* _DATA EXTRACT_:

________________

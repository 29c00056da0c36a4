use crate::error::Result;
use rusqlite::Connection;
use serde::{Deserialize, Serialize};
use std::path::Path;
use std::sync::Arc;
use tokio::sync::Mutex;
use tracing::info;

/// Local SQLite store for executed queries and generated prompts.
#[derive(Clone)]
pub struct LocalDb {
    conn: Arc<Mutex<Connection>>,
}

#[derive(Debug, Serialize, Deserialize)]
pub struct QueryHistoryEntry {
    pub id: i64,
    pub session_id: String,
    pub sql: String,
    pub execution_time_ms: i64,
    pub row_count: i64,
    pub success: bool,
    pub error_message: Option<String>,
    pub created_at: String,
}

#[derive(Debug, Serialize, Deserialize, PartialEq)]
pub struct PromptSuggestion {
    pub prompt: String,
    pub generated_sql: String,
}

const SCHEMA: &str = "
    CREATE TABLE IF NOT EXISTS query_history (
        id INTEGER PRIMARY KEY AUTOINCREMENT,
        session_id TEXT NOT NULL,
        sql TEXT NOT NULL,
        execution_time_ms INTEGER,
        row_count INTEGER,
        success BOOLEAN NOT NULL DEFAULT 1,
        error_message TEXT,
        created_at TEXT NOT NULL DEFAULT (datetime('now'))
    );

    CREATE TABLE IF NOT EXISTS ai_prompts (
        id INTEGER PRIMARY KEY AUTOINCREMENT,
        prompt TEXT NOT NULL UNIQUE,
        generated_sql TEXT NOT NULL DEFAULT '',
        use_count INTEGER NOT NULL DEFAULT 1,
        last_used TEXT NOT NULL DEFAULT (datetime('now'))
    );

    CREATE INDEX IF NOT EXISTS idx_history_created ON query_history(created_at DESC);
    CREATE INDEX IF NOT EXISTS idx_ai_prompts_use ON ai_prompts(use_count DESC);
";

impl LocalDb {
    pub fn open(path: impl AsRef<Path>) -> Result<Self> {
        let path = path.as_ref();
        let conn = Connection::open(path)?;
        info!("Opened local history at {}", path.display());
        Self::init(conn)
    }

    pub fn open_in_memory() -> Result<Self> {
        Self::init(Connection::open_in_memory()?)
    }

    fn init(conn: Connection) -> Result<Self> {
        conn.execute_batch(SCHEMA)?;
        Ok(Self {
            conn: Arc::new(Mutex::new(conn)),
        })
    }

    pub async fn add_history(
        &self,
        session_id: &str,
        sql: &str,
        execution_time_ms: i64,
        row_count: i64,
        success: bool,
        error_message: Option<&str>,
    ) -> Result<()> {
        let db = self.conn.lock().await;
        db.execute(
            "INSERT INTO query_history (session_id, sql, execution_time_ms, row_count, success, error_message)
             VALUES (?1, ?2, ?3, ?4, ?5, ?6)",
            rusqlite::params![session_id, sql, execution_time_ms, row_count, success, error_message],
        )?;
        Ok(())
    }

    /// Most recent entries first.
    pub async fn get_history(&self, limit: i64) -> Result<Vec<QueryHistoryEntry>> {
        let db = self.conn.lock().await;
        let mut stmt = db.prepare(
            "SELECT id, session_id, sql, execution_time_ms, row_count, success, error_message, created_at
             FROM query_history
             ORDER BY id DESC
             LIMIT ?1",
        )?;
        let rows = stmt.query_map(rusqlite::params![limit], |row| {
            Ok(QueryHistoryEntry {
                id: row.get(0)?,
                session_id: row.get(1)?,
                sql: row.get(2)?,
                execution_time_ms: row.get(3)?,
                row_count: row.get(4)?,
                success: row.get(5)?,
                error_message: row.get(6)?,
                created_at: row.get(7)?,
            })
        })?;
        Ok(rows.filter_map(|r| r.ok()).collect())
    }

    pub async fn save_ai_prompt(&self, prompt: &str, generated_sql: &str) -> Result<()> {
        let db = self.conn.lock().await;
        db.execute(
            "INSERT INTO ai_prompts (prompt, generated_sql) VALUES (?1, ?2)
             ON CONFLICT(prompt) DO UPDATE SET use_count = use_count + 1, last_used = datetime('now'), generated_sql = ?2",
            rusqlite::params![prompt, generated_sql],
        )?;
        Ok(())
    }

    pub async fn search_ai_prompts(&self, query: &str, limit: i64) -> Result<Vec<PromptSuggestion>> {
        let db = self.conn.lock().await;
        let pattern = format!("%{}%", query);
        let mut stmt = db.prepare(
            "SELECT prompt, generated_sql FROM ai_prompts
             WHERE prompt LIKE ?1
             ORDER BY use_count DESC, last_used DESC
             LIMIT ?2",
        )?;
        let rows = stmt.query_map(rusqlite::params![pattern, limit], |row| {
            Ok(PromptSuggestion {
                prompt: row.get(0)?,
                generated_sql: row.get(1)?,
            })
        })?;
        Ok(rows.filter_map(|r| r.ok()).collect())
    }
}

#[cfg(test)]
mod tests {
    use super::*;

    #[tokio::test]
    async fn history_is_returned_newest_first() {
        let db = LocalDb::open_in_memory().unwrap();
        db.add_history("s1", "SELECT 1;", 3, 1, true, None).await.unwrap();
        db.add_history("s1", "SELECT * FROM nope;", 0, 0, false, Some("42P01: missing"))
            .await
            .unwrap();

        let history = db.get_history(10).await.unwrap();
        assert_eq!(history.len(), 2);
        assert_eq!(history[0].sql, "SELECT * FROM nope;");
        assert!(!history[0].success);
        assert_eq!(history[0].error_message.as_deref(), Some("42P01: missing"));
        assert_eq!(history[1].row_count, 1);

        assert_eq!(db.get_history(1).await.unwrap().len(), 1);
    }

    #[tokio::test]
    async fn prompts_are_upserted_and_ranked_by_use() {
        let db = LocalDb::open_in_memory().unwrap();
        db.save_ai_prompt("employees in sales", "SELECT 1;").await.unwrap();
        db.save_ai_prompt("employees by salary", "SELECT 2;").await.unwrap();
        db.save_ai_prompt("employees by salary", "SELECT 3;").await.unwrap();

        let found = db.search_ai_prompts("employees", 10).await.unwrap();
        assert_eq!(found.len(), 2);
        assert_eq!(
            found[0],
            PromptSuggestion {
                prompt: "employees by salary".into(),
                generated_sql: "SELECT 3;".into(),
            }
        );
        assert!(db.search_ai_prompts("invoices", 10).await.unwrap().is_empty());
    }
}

________________

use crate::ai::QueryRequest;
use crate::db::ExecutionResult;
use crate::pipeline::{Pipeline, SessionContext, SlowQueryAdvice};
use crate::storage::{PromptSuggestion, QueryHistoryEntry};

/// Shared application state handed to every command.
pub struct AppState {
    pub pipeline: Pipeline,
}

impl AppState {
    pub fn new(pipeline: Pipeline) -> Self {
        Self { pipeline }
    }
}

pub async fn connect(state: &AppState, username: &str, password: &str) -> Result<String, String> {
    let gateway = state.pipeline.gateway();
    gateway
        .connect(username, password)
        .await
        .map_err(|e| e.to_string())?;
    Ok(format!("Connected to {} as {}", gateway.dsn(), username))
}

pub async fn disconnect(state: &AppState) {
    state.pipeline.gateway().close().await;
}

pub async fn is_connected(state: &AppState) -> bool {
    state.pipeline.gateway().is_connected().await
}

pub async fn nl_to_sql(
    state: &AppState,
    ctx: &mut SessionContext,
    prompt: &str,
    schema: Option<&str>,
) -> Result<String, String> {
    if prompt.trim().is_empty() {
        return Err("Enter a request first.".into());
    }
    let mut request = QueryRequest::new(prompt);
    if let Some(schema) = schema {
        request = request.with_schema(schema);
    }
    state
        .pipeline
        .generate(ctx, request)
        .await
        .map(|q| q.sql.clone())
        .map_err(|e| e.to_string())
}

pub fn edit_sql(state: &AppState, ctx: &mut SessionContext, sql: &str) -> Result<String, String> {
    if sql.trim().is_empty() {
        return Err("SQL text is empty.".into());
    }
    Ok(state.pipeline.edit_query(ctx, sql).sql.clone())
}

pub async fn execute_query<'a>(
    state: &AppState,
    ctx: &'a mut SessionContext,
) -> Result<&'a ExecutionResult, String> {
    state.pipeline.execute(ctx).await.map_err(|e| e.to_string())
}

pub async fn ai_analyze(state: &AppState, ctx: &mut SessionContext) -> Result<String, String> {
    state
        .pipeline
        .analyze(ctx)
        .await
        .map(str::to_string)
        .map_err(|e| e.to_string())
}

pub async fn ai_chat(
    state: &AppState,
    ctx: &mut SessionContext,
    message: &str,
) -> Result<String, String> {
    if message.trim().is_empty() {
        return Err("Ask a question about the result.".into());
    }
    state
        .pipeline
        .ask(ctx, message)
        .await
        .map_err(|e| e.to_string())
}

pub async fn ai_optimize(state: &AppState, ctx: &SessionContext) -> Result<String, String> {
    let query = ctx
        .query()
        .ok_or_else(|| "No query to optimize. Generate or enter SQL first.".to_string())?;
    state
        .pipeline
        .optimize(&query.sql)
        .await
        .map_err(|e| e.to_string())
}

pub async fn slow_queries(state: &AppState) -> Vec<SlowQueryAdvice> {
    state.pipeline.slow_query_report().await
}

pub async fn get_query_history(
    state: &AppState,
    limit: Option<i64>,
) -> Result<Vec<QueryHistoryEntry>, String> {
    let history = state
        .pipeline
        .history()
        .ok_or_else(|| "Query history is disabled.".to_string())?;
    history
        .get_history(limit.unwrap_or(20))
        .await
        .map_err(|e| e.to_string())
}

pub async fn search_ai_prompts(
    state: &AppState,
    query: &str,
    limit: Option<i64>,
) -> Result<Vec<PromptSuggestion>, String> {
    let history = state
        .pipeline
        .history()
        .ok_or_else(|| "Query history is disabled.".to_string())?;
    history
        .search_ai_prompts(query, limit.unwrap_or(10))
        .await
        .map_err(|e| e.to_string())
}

________________

* _WHAT YOU HAVE TO DO_: Scan the entries above for the string "Connection" and copy each line containing it.

* _TASK SOLUTION_:
use rusqlite::Connection;
    conn: Arc<Mutex<Connection>>,
        let conn = Connection::open(path)?;
        Self::init(Connection::open_in_memory()?)
    fn init(conn: Connection) -> Result<Self> {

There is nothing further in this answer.